#### [Work request]
Exactly retype the lines of the material from its first line to the line with "layer at a time.", including both.

>>>

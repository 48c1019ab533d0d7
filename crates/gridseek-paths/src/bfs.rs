use std::collections::VecDeque;

use gridseek_core::{GridMap, Point};

use crate::error::{SearchError, in_bounds, validated};
use crate::neighbors;
use crate::reconstruct;
use crate::scoremap::Score;
use crate::stepmap::{StepMap, Visit};
use crate::traits::{Search, SearchStatus};

/// Breadth-first search over a [`GridMap`], one expansion per
/// [`advance`](Search::advance).
///
/// Every move costs 1, so the first step value recorded for the target is
/// the length of a shortest path.
#[derive(Debug, Clone)]
pub struct Bfs<'m> {
    map: &'m GridMap,
    steps: StepMap,
    queue: VecDeque<Point>,
    status: SearchStatus,
    last: Option<Point>,
    expansions: usize,
    depth: i32,
}

impl<'m> Bfs<'m> {
    /// Create a search over `map` in the [`SearchStatus::Ready`] state.
    pub fn new(map: &'m GridMap) -> Self {
        let mut bfs = Self {
            map,
            steps: StepMap::new(map.range()),
            queue: VecDeque::new(),
            status: SearchStatus::Ready,
            last: None,
            expansions: 0,
            depth: 0,
        };
        bfs.reset();
        bfs
    }

    /// The step ledger.
    pub fn steps(&self) -> &StepMap {
        &self.steps
    }

    /// Step value of the most recently expanded cell.
    ///
    /// Non-decreasing over a run; a driver can redraw whenever it grows to
    /// show the search one layer at a time.
    pub fn depth(&self) -> i32 {
        self.depth
    }
}

impl Search for Bfs<'_> {
    fn advance(&mut self) -> Result<SearchStatus, SearchError> {
        if self.status.is_terminal() {
            return Ok(self.status);
        }
        validated(self.map)?;
        let Some(cur) = self.queue.pop_front() else {
            self.status = SearchStatus::Exhausted;
            return Ok(self.status);
        };
        self.expansions += 1;
        self.last = Some(cur);
        let cur_step = self.steps.at(cur);
        self.depth = cur_step;

        for n in neighbors::expansion(cur, self.map.range()) {
            match self.steps.visit(self.map, n, cur_step) {
                Visit::Target => {
                    log::info!("bfs: reached target {n} in {} steps", cur_step + 1);
                    self.status = SearchStatus::Found;
                    return Ok(self.status);
                }
                Visit::Improved => self.queue.push_back(n),
                Visit::Skipped => {}
            }
        }
        log::debug!(
            "bfs: expanded {cur} at step {cur_step}, queue length {}",
            self.queue.len()
        );

        self.status = if self.queue.is_empty() {
            log::info!("bfs: target unreachable after {} expansions", self.expansions);
            SearchStatus::Exhausted
        } else {
            SearchStatus::Running
        };
        Ok(self.status)
    }

    fn status(&self) -> SearchStatus {
        self.status
    }

    fn reset(&mut self) {
        self.steps.reset();
        self.queue.clear();
        if let Some(start) = self.map.start() {
            self.steps.set(start, 0);
            self.queue.push_back(start);
        }
        self.status = SearchStatus::Ready;
        self.last = None;
        self.expansions = 0;
        self.depth = 0;
    }

    fn reconstruct_path(&self) -> Result<Option<Vec<Point>>, SearchError> {
        if self.status != SearchStatus::Found {
            return Ok(None);
        }
        reconstruct::trace_steps(self.map, &self.steps).map(Some)
    }

    fn current_step(&self, p: Point) -> Result<Option<i32>, SearchError> {
        in_bounds(self.map, p)?;
        Ok(self.steps.get(p))
    }

    fn current_score(&self, p: Point) -> Result<Option<Score>, SearchError> {
        in_bounds(self.map, p)?;
        Ok(None)
    }

    fn frontier(&self) -> Vec<Point> {
        self.queue.iter().copied().collect()
    }

    fn last_expanded(&self) -> Option<Point> {
        self.last
    }

    fn expansions(&self) -> usize {
        self.expansions
    }
}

<<<

#### [Problem solution]
repository 48c1019ab533d0d7
filename crates/gridseek-paths/src/bfs.rs
use std::collections::VecDeque;

use gridseek_core::{GridMap, Point};

use crate::error::{SearchError, in_bounds, validated};
use crate::neighbors;
use crate::reconstruct;
use crate::scoremap::Score;
use crate::stepmap::{StepMap, Visit};
use crate::traits::{Search, SearchStatus};

/// Breadth-first search over a [`GridMap`], one expansion per
/// [`advance`](Search::advance).
///
/// Every move costs 1, so the first step value recorded for the target is
/// the length of a shortest path.
#[derive(Debug, Clone)]
pub struct Bfs<'m> {
    map: &'m GridMap,
    steps: StepMap,
    queue: VecDeque<Point>,
    status: SearchStatus,
    last: Option<Point>,
    expansions: usize,
    depth: i32,
}

impl<'m> Bfs<'m> {
    /// Create a search over `map` in the [`SearchStatus::Ready`] state.
    pub fn new(map: &'m GridMap) -> Self {
        let mut bfs = Self {
            map,
            steps: StepMap::new(map.range()),
            queue: VecDeque::new(),
            status: SearchStatus::Ready,
            last: None,
            expansions: 0,
            depth: 0,
        };
        bfs.reset();
        bfs
    }

    /// The step ledger.
    pub fn steps(&self) -> &StepMap {
        &self.steps
    }

    /// Step value of the most recently expanded cell.
    ///
    /// Non-decreasing over a run; a driver can redraw whenever it grows to
    /// show the search one layer at a time.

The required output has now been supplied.